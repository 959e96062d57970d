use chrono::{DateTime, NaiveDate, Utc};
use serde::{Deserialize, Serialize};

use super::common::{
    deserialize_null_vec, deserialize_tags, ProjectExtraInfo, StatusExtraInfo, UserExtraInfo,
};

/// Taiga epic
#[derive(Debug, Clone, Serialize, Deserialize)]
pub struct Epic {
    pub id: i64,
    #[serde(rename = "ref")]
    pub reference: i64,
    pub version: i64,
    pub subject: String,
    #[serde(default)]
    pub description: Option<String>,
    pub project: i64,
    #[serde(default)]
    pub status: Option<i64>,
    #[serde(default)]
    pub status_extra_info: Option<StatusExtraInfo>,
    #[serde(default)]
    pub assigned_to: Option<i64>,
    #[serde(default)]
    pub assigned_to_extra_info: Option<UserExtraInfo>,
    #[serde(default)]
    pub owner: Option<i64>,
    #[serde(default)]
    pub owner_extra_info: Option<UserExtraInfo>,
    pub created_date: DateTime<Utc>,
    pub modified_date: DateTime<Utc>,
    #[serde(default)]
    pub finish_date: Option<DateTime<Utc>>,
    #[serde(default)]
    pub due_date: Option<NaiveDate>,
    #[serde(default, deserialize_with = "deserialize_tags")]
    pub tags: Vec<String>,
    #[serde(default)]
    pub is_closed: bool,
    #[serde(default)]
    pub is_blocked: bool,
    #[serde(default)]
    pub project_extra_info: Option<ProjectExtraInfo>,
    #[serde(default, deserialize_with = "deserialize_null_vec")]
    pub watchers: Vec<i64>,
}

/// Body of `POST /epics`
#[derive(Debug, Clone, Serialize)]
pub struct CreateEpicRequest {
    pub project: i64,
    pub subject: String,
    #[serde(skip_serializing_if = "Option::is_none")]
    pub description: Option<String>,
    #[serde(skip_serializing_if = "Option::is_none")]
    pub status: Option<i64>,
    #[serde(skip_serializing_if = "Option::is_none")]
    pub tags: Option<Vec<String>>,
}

.....

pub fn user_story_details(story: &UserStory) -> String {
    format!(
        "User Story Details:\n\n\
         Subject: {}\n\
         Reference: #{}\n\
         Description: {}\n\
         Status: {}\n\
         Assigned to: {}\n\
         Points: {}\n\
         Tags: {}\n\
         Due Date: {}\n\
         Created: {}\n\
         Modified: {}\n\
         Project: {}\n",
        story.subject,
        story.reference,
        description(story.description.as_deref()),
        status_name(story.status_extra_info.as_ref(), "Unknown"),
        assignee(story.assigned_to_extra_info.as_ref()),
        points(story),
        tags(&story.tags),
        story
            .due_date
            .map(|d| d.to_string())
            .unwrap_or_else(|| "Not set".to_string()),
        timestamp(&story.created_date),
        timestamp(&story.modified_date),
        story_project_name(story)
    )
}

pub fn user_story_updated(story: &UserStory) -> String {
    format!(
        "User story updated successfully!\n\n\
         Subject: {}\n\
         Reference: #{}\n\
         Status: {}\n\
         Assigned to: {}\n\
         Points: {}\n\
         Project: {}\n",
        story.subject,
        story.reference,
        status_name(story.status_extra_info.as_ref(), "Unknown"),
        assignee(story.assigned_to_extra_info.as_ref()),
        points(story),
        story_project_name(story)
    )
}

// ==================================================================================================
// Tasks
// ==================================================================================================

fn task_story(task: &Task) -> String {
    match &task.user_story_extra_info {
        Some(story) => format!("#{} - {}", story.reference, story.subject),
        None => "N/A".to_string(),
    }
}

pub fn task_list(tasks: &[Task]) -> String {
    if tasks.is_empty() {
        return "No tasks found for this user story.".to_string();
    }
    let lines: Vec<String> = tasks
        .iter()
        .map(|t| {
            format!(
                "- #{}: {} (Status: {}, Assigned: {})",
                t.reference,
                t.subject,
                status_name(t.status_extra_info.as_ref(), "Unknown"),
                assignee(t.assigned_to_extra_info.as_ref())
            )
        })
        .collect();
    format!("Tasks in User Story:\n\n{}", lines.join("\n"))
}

.....

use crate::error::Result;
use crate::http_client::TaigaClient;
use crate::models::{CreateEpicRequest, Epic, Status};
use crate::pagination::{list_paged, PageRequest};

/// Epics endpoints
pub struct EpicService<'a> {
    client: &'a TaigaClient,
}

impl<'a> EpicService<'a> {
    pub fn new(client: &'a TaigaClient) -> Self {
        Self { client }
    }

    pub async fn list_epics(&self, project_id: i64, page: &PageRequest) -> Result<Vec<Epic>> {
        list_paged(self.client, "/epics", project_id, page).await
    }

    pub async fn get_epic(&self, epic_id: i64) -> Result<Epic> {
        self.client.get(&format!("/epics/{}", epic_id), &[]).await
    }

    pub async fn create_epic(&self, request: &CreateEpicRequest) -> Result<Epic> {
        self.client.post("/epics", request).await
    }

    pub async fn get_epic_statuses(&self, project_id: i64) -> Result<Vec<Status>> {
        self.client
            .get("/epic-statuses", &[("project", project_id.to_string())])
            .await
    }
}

.....

Lines from the entries that contain the string "Clone" must be found and copied.

#[derive(Debug, Clone, Serialize, Deserialize)]
#[derive(Debug, Clone, Serialize)]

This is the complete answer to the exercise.